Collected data

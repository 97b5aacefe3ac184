//! Per-instance material cache.
//!
//! Every live shape owns one instanced material, keyed by the shape's id.
//! Callers go through `acquire`/`release`/`update_color`; the pool is never
//! mutated directly.

use std::collections::HashMap;

use log::debug;
use peniko::Color;

use crate::shapes::{ShapeId, ShapeKind};

/// Handle to an instanced material.
#[derive(Debug, Clone)]
pub struct MaterialHandle {
    pub kind: ShapeKind,
    pub color: Color,
}

/// Pool of per-owner instanced materials.
#[derive(Debug, Default)]
pub struct MaterialCache {
    materials: HashMap<ShapeId, MaterialHandle>,
}

impl MaterialCache {
    pub fn new() -> Self {
        Self::default()
    }

    /// Get (or create) the material for `owner`.
    ///
    /// Idempotent per owner: repeated calls return the same handle.
    pub fn acquire(&mut self, kind: ShapeKind, owner: ShapeId) -> &MaterialHandle {
        self.materials.entry(owner).or_insert_with(|| {
            debug!("material cache: new instance for {owner} ({kind:?})");
            MaterialHandle {
                kind,
                color: Color::from_rgba8(255, 255, 255, 255),
            }
        })
    }

    /// Release the material owned by `owner`. Unknown owners are a no-op.
    pub fn release(&mut self, owner: ShapeId) {
        if self.materials.remove(&owner).is_some() {
            debug!("material cache: released instance for {owner}");
        }
    }

    /// Re-tint the material owned by `owner`. Unknown owners are a no-op.
    pub fn update_color(&mut self, owner: ShapeId, color: Color) {
        if let Some(handle) = self.materials.get_mut(&owner) {
            handle.color = color;
        }
    }

    /// Look up the material for `owner` without creating one.
    pub fn get(&self, owner: ShapeId) -> Option<&MaterialHandle> {
        self.materials.get(&owner)
    }

    pub fn len(&self) -> usize {
        self.materials.len()
    }

    pub fn is_empty(&self) -> bool {
        self.materials.is_empty()
    }
}
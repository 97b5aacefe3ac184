//! Shape-morph transition orchestration.
//!
//! One `MorphManager` owns one shape container. A switch request captures
//! the outgoing shape's position/color/size, then the state machine walks
//! Dissolving -> Swapping -> Rematerializing across ticks, driving the
//! visual-effect collaborators at each edge. The original's coroutine
//! yields are expressed as phases that simply return until their
//! completion condition is reached on a later tick.

use kurbo::{Point, Size};
use log::{debug, info};
use serde::{Deserialize, Serialize};
use thiserror::Error;

use crate::controller::{InteractableShape, ShapeConfig};
use crate::effects::Collaborators;
use crate::gesture::GestureEvent;
use crate::shapes::{Rgba, ShapeId, ShapeKind};

/// Particles in the outline effect fired at each transition edge.
const OUTLINE_PARTICLES: u32 = 100;
/// Burst size multiplier for the dissolve-out effect.
const DISSOLVE_BURST_SIZE: f64 = 2.0;
/// Burst size multiplier for the rematerialize effect.
const REMATERIALIZE_BURST_SIZE: f64 = 1.0;

/// Morph transition tuning.
#[derive(Debug, Clone, PartialEq, Serialize, Deserialize)]
#[serde(default)]
pub struct MorphConfig {
    /// Total transition seconds; each dissolve half takes half of this.
    pub transition_time: f64,
    /// Settle seconds between the swap and the rematerialize burst.
    pub swap_settle_time: f64,
    /// Whether transitions use the particle path at all.
    pub use_effects: bool,
    /// Whether transition bursts use the rainbow variant.
    pub use_rainbow: bool,
}

impl Default for MorphConfig {
    fn default() -> Self {
        Self {
            transition_time: 0.5,
            swap_settle_time: 0.1,
            use_effects: true,
            use_rainbow: true,
        }
    }
}

/// Phase of the morph state machine.
#[derive(Debug, Clone, Copy, PartialEq, Eq, Default, Serialize, Deserialize)]
pub enum MorphPhase {
    #[default]
    Idle,
    Dissolving,
    Swapping,
    Rematerializing,
}

/// Why a switch request was dropped.
#[derive(Debug, Clone, Copy, PartialEq, Eq, Error)]
pub enum SwitchError {
    #[error("a morph transition is already in flight")]
    Busy,
    #[error("shape is already {0:?}")]
    SameKind(ShapeKind),
}

/// In-flight transition bookkeeping.
#[derive(Debug, Clone)]
struct MorphTransition {
    phase: MorphPhase,
    prev_position: Point,
    prev_color: Rgba,
    prev_size: Size,
    pending_kind: ShapeKind,
    settle_elapsed: f64,
}

/// Owns the shape container and sequences morph transitions.
#[derive(Debug)]
pub struct MorphManager {
    current: Option<InteractableShape>,
    current_kind: ShapeKind,
    transition: Option<MorphTransition>,
    morph_config: MorphConfig,
    shape_config: ShapeConfig,
}

impl MorphManager {
    /// Create the container with its initial shape already materialized.
    pub fn new(
        initial_kind: ShapeKind,
        morph_config: MorphConfig,
        shape_config: ShapeConfig,
        ctx: &mut Collaborators,
    ) -> Self {
        let instance = ctx.factory.create(initial_kind);
        let current = InteractableShape::new(instance, shape_config.clone(), ctx);
        Self {
            current: Some(current),
            current_kind: initial_kind,
            transition: None,
            morph_config,
            shape_config,
        }
    }

    pub fn current(&self) -> Option<&InteractableShape> {
        self.current.as_ref()
    }

    pub fn current_mut(&mut self) -> Option<&mut InteractableShape> {
        self.current.as_mut()
    }

    pub fn current_kind(&self) -> ShapeKind {
        self.current_kind
    }

    pub fn phase(&self) -> MorphPhase {
        self.transition
            .as_ref()
            .map(|t| t.phase)
            .unwrap_or(MorphPhase::Idle)
    }

    pub fn is_transitioning(&self) -> bool {
        self.transition.is_some()
    }

    /// Hit-test the container's shape at a screen point.
    pub fn hit_test(&self, point: Point) -> Option<ShapeId> {
        self.current
            .as_ref()
            .filter(|shape| shape.instance().hit_test(point))
            .map(|shape| shape.id())
    }

    /// Forward a gesture event to the current shape.
    pub fn handle_gesture(&mut self, event: &GestureEvent, ctx: &mut Collaborators) {
        if let Some(shape) = self.current.as_mut() {
            shape.handle_gesture(event, ctx);
        }
    }

    /// Reset the current shape's transform targets.
    pub fn reset_transform(&mut self) {
        if let Some(shape) = self.current.as_mut() {
            shape.reset_transform();
        }
    }

    /// Request a switch to `kind`.
    ///
    /// Dropped (with a typed error, never queued) while a transition is in
    /// flight or when the container already shows that kind; the caller may
    /// retry later.
    pub fn try_switch(&mut self, kind: ShapeKind, ctx: &mut Collaborators) -> Result<(), SwitchError> {
        if self.transition.is_some() {
            debug!("switch to {kind:?} dropped: transition in flight");
            return Err(SwitchError::Busy);
        }
        if kind == self.current_kind && self.current.is_some() {
            debug!("switch to {kind:?} dropped: already current");
            return Err(SwitchError::SameKind(kind));
        }

        let use_effects = self.morph_config.use_effects && ctx.has_effects();
        if !use_effects || self.current.is_none() {
            // Degraded path: no bursts, no animations, immediate swap.
            info!("switching {:?} -> {kind:?} (direct)", self.current_kind);
            if let Some(mut old) = self.current.take() {
                old.release_resources(&mut ctx.materials);
            }
            self.create_current(kind, None, ctx);
            return Ok(());
        }
        let Some(shape) = self.current.as_mut() else {
            return Ok(());
        };

        info!("morph transition {:?} -> {kind:?}", self.current_kind);
        let instance = shape.instance();
        let prev_position = instance.position;
        let prev_color = instance.color;
        let prev_size = instance.size();

        ctx.play_burst(
            prev_position,
            prev_color.into(),
            DISSOLVE_BURST_SIZE,
            self.morph_config.use_rainbow,
        );
        ctx.play_outline(prev_position, prev_size, prev_color.into(), OUTLINE_PARTICLES);
        shape.start_dissolve(self.morph_config.transition_time / 2.0);

        self.transition = Some(MorphTransition {
            phase: MorphPhase::Dissolving,
            prev_position,
            prev_color,
            prev_size,
            pending_kind: kind,
            settle_elapsed: 0.0,
        });
        Ok(())
    }

    /// Advance the current shape and the transition state machine.
    pub fn update(&mut self, dt: f64, ctx: &mut Collaborators) {
        if let Some(shape) = self.current.as_mut() {
            shape.update(dt);
        }

        match self.phase() {
            MorphPhase::Idle => {}
            MorphPhase::Dissolving => self.update_dissolving(ctx),
            MorphPhase::Swapping => self.update_swapping(dt, ctx),
            MorphPhase::Rematerializing => self.update_rematerializing(),
        }
    }

    /// Dissolving: wait for the outgoing shape's dissolve edge, then swap.
    fn update_dissolving(&mut self, ctx: &mut Collaborators) {
        let dissolved = self
            .current
            .as_mut()
            .is_some_and(|shape| shape.take_dissolve_finished());
        if !dissolved {
            return;
        }
        let Some(transition) = self.transition.as_ref() else {
            return;
        };
        let pending = transition.pending_kind;
        let restore = (transition.prev_position, transition.prev_color);
        debug!("dissolve complete, swapping to {pending:?}");

        if let Some(mut old) = self.current.take() {
            old.release_resources(&mut ctx.materials);
        }
        self.create_current(pending, Some(restore), ctx);
        if let Some(shape) = self.current.as_mut() {
            // The replacement starts hidden, ready to rematerialize.
            shape.instance_mut().dissolve_amount = 1.0;
        }
        if let Some(transition) = self.transition.as_mut() {
            transition.phase = MorphPhase::Swapping;
            transition.settle_elapsed = 0.0;
        }
    }

    /// Swapping: hold for the settle time, then kick off rematerialize.
    fn update_swapping(&mut self, dt: f64, ctx: &mut Collaborators) {
        let settle_time = self.morph_config.swap_settle_time;
        let Some(transition) = self.transition.as_mut() else {
            return;
        };
        transition.settle_elapsed += dt;
        if transition.settle_elapsed < settle_time {
            return;
        }
        let position = transition.prev_position;
        let color = transition.prev_color;
        let fallback_size = transition.prev_size;
        transition.phase = MorphPhase::Rematerializing;

        ctx.play_burst(
            position,
            color.into(),
            REMATERIALIZE_BURST_SIZE,
            self.morph_config.use_rainbow,
        );
        let size = self
            .current
            .as_ref()
            .map(|shape| shape.instance().size())
            .unwrap_or(fallback_size);
        ctx.play_outline(position, size, color.into(), OUTLINE_PARTICLES);
        if let Some(shape) = self.current.as_mut() {
            shape.start_rematerialize(self.morph_config.transition_time / 2.0);
        }
    }

    /// Rematerializing: wait for the incoming shape's animation edge.
    fn update_rematerializing(&mut self) {
        let rematerialized = self
            .current
            .as_mut()
            .is_some_and(|shape| shape.take_dissolve_finished());
        if rematerialized {
            self.transition = None;
            info!("morph transition complete: now {:?}", self.current_kind);
        }
    }

    /// Create a shape of `kind` through the factory and install it as the
    /// container's current shape, optionally restoring a captured
    /// position/color.
    fn create_current(
        &mut self,
        kind: ShapeKind,
        restore: Option<(Point, Rgba)>,
        ctx: &mut Collaborators,
    ) {
        let mut instance = ctx.factory.create(kind);
        if let Some((position, color)) = restore {
            instance.position = position;
            instance.color = color;
        }
        let shape = InteractableShape::new(instance, self.shape_config.clone(), ctx);
        self.current = Some(shape);
        self.current_kind = kind;
    }
}
//! Interactable shape controller.
//!
//! Binds gesture events to one shape instance: rotation and scale deltas
//! land on *targets* that the per-tick update eases toward, so transforms
//! settle smoothly instead of snapping. Also runs the shape's dissolve /
//! rematerialize animation for the morph transition.

use log::debug;
use serde::{Deserialize, Serialize};

use crate::animation::{BounceAnim, ScalarAnim, exp_smoothing, smooth_damp};
use crate::effects::{Collaborators, SoundKind};
use crate::gesture::GestureEvent;
use crate::material::MaterialCache;
use crate::shapes::{ShapeId, ShapeInstance, random_color};

/// Rotation amounts below this stay silent (no rotate sound).
const ROTATE_SOUND_THRESHOLD: f64 = 1.0;
/// Scale factors this close to 1 stay silent (no scale sound).
const SCALE_SOUND_THRESHOLD: f64 = 0.05;
/// Multiplier applied to `rotation_smooth_time` to get the easing rate.
const ROTATION_RATE_SCALE: f64 = 30.0;

/// Per-shape interaction tuning.
#[derive(Debug, Clone, PartialEq, Serialize, Deserialize)]
#[serde(default)]
pub struct ShapeConfig {
    /// Minimum scale as a fraction of the original scale.
    pub min_scale: f64,
    /// Maximum scale as a fraction of the original scale.
    pub max_scale: f64,
    /// Rotation easing time constant in seconds.
    pub rotation_smooth_time: f64,
    /// Scale spring smooth time in seconds.
    pub scale_smooth_time: f64,
    /// Peak of the double-tap bounce, as a scale multiplier.
    pub bounce_peak: f64,
    /// Seconds for each half of the bounce.
    pub bounce_half_time: f64,
    /// Whether double-tap particle bursts use the rainbow variant.
    pub use_rainbow: bool,
}

impl Default for ShapeConfig {
    fn default() -> Self {
        Self {
            min_scale: 0.5,
            max_scale: 2.0,
            rotation_smooth_time: 0.1,
            scale_smooth_time: 0.1,
            bounce_peak: 1.2,
            bounce_half_time: 0.1,
            use_rainbow: true,
        }
    }
}

/// One on-screen shape wired to gestures.
#[derive(Debug)]
pub struct InteractableShape {
    instance: ShapeInstance,
    config: ShapeConfig,
    original_scale: f64,
    target_rotation: f64,
    target_scale: f64,
    /// Smoothed scale, before the bounce multiplier.
    current_scale: f64,
    scale_velocity: f64,
    bounce: Option<BounceAnim>,
    dissolve_anim: Option<ScalarAnim>,
    dissolve_finished: bool,
    material_released: bool,
}

impl InteractableShape {
    /// Wrap an instance, acquiring its instanced material from the cache.
    pub fn new(instance: ShapeInstance, config: ShapeConfig, ctx: &mut Collaborators) -> Self {
        ctx.materials.acquire(instance.kind, instance.id());
        ctx.materials
            .update_color(instance.id(), instance.color.into());
        let original_scale = instance.scale;
        Self {
            target_rotation: instance.rotation,
            target_scale: instance.scale,
            current_scale: instance.scale,
            instance,
            config,
            original_scale,
            scale_velocity: 0.0,
            bounce: None,
            dissolve_anim: None,
            dissolve_finished: false,
            material_released: false,
        }
    }

    pub fn id(&self) -> ShapeId {
        self.instance.id()
    }

    pub fn instance(&self) -> &ShapeInstance {
        &self.instance
    }

    pub fn instance_mut(&mut self) -> &mut ShapeInstance {
        &mut self.instance
    }

    pub fn target_scale(&self) -> f64 {
        self.target_scale
    }

    pub fn target_rotation(&self) -> f64 {
        self.target_rotation
    }

    /// React to a gesture event; events aimed at other shapes are ignored.
    pub fn handle_gesture(&mut self, event: &GestureEvent, ctx: &mut Collaborators) {
        if event.target() != self.id() {
            return;
        }
        match *event {
            GestureEvent::Tap { .. } => {}
            GestureEvent::DoubleTap { .. } => self.on_double_tap(ctx),
            GestureEvent::DragRotate { amount, .. } => self.on_rotate(amount, ctx),
            GestureEvent::Scale { factor, .. } => self.on_scale(factor, ctx),
        }
    }

    fn on_double_tap(&mut self, ctx: &mut Collaborators) {
        self.change_to_random_color(ctx);
        if self.bounce.is_none() {
            self.bounce = Some(BounceAnim::new(
                self.config.bounce_peak,
                self.config.bounce_half_time,
            ));
            ctx.play_burst(
                self.instance.position,
                self.instance.color.into(),
                self.instance.scale,
                self.config.use_rainbow,
            );
        }
    }

    fn on_rotate(&mut self, amount: f64, ctx: &mut Collaborators) {
        self.target_rotation += amount.to_radians();
        if amount.abs() > ROTATE_SOUND_THRESHOLD {
            ctx.play_sound(SoundKind::Rotate);
        }
    }

    fn on_scale(&mut self, factor: f64, ctx: &mut Collaborators) {
        let candidate = self.target_scale * factor;
        let magnitude = candidate.abs() / self.original_scale.abs();
        self.target_scale = if magnitude < self.config.min_scale {
            self.original_scale * self.config.min_scale
        } else if magnitude > self.config.max_scale {
            self.original_scale * self.config.max_scale
        } else {
            candidate
        };
        if (factor - 1.0).abs() > SCALE_SOUND_THRESHOLD {
            ctx.play_sound(SoundKind::Scale);
        }
    }

    /// Assign a fresh random color, re-tinting the cached material.
    pub fn change_to_random_color(&mut self, ctx: &mut Collaborators) {
        self.instance.color = random_color();
        ctx.materials
            .update_color(self.id(), self.instance.color.into());
        ctx.play_sound(SoundKind::ShapeChange);
    }

    /// Advance smoothing and animations by `dt` seconds.
    pub fn update(&mut self, dt: f64) {
        // Dissolve/rematerialize animation.
        if let Some(anim) = self.dissolve_anim.as_mut() {
            self.instance.dissolve_amount = anim.advance(dt);
            if anim.is_finished() {
                self.dissolve_anim = None;
                self.dissolve_finished = true;
            }
        }

        // Ease rotation toward its target.
        let k = exp_smoothing(ROTATION_RATE_SCALE * self.config.rotation_smooth_time, dt);
        self.instance.rotation += (self.target_rotation - self.instance.rotation) * k;

        // Spring the scale toward its target.
        self.current_scale = smooth_damp(
            self.current_scale,
            self.target_scale,
            &mut self.scale_velocity,
            self.config.scale_smooth_time,
            dt,
        );

        // Bounce rides on top of the smoothed scale.
        let multiplier = match self.bounce.as_mut() {
            Some(bounce) => {
                let m = bounce.advance(dt);
                if bounce.is_finished() {
                    self.bounce = None;
                }
                m
            }
            None => 1.0,
        };
        self.instance.scale = self.current_scale * multiplier;
    }

    /// Start the dissolve animation (0 -> 1 over `duration` seconds).
    ///
    /// Cancels any in-flight dissolve/rematerialize.
    pub fn start_dissolve(&mut self, duration: f64) {
        self.dissolve_finished = false;
        self.dissolve_anim = Some(ScalarAnim::new(0.0, 1.0, duration));
    }

    /// Start the rematerialize animation (1 -> 0 over `duration` seconds).
    pub fn start_rematerialize(&mut self, duration: f64) {
        self.dissolve_finished = false;
        self.dissolve_anim = Some(ScalarAnim::new(1.0, 0.0, duration));
    }

    /// Consume the dissolve completion edge. True exactly once per
    /// finished animation.
    pub fn take_dissolve_finished(&mut self) -> bool {
        std::mem::take(&mut self.dissolve_finished)
    }

    pub fn is_dissolving(&self) -> bool {
        self.dissolve_anim.is_some()
    }

    /// Restore identity rotation and the original scale as targets.
    pub fn reset_transform(&mut self) {
        self.target_rotation = 0.0;
        self.target_scale = self.original_scale;
    }

    /// Release the instanced material. Safe to call once; the destruction
    /// path during a swap goes through here.
    pub fn release_resources(&mut self, materials: &mut MaterialCache) {
        if !self.material_released {
            materials.release(self.id());
            self.material_released = true;
        } else {
            debug!("material for {} already released", self.id());
        }
    }
}

#[cfg(test)]
mod tests {
    use super::*;
    use crate::shapes::ShapeKind;
    use uuid::Uuid;

    fn shape(ctx: &mut Collaborators) -> InteractableShape {
        InteractableShape::new(
            ShapeInstance::new(ShapeKind::Hexagon),
            ShapeConfig::default(),
            ctx,
        )
    }

    #[test]
    fn test_scale_clamps_to_max() {
        let mut ctx = Collaborators::new();
        let mut s = shape(&mut ctx);
        let id = s.id();
        for _ in 0..10 {
            s.handle_gesture(&GestureEvent::Scale { target: id, factor: 1.5 }, &mut ctx);
        }
        assert!((s.target_scale() - 2.0).abs() < 1e-9);
    }

    #[test]
    fn test_scale_clamps_to_min() {
        let mut ctx = Collaborators::new();
        let mut s = shape(&mut ctx);
        let id = s.id();
        for _ in 0..10 {
            s.handle_gesture(&GestureEvent::Scale { target: id, factor: 0.5 }, &mut ctx);
        }
        assert!((s.target_scale() - 0.5).abs() < 1e-9);
    }

    #[test]
    fn test_events_for_other_targets_ignored() {
        let mut ctx = Collaborators::new();
        let mut s = shape(&mut ctx);
        let before = s.instance().color;
        s.handle_gesture(
            &GestureEvent::DoubleTap { target: Uuid::new_v4() },
            &mut ctx,
        );
        s.handle_gesture(
            &GestureEvent::Scale { target: Uuid::new_v4(), factor: 1.5 },
            &mut ctx,
        );
        assert_eq!(s.instance().color, before);
        assert!((s.target_scale() - 1.0).abs() < f64::EPSILON);
    }

    #[test]
    fn test_double_tap_changes_color_and_bounces() {
        let mut ctx = Collaborators::new();
        let mut s = shape(&mut ctx);
        let id = s.id();
        let before = s.instance().color;
        s.handle_gesture(&GestureEvent::DoubleTap { target: id }, &mut ctx);
        assert_ne!(s.instance().color, before);

        s.update(0.05);
        assert!(s.instance().scale > 1.0);

        // The bounce settles back to the smoothed scale.
        for _ in 0..10 {
            s.update(0.05);
        }
        assert!((s.instance().scale - 1.0).abs() < 1e-6);
    }

    #[test]
    fn test_rotation_eases_toward_target() {
        let mut ctx = Collaborators::new();
        let mut s = shape(&mut ctx);
        let id = s.id();
        s.handle_gesture(&GestureEvent::DragRotate { target: id, amount: 90.0 }, &mut ctx);
        let target = 90.0_f64.to_radians();
        assert!((s.target_rotation() - target).abs() < 1e-9);

        s.update(1.0 / 60.0);
        let after_one = s.instance().rotation;
        assert!(after_one > 0.0 && after_one < target);

        for _ in 0..600 {
            s.update(1.0 / 60.0);
        }
        assert!((s.instance().rotation - target).abs() < 1e-3);
    }

    #[test]
    fn test_dissolve_runs_to_exact_end() {
        let mut ctx = Collaborators::new();
        let mut s = shape(&mut ctx);
        s.start_dissolve(0.5);
        let mut completions = 0;
        for _ in 0..20 {
            s.update(0.05);
            if s.take_dissolve_finished() {
                completions += 1;
            }
        }
        assert_eq!(completions, 1);
        assert_eq!(s.instance().dissolve_amount, 1.0);
    }

    #[test]
    fn test_new_dissolve_cancels_previous() {
        let mut ctx = Collaborators::new();
        let mut s = shape(&mut ctx);
        s.start_dissolve(0.5);
        s.update(0.1);
        s.start_rematerialize(0.2);
        let mut completions = 0;
        for _ in 0..10 {
            s.update(0.05);
            if s.take_dissolve_finished() {
                completions += 1;
            }
        }
        // Only the replacement animation completes, toward its own end.
        assert_eq!(completions, 1);
        assert_eq!(s.instance().dissolve_amount, 0.0);
    }

    #[test]
    fn test_reset_transform() {
        let mut ctx = Collaborators::new();
        let mut s = shape(&mut ctx);
        let id = s.id();
        s.handle_gesture(&GestureEvent::DragRotate { target: id, amount: 45.0 }, &mut ctx);
        s.handle_gesture(&GestureEvent::Scale { target: id, factor: 1.8 }, &mut ctx);
        s.reset_transform();
        assert_eq!(s.target_rotation(), 0.0);
        assert!((s.target_scale() - 1.0).abs() < f64::EPSILON);
    }

    #[test]
    fn test_material_lifecycle() {
        let mut ctx = Collaborators::new();
        let mut s = shape(&mut ctx);
        assert_eq!(ctx.materials.len(), 1);
        s.release_resources(&mut ctx.materials);
        assert_eq!(ctx.materials.len(), 0);
        // A second call must not disturb other owners' materials.
        ctx.materials.acquire(ShapeKind::Square, Uuid::new_v4());
        s.release_resources(&mut ctx.materials);
        assert_eq!(ctx.materials.len(), 1);
    }
}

*Exercise directions*. Every line above in which the word "through" is present must be copied into the answer.

*Solution to this exercise*.
//! Callers go through `acquire`/`release`/`update_color`; the pool is never
    /// Create a shape of `kind` through the factory and install it as the
    /// path during a swap goes through here.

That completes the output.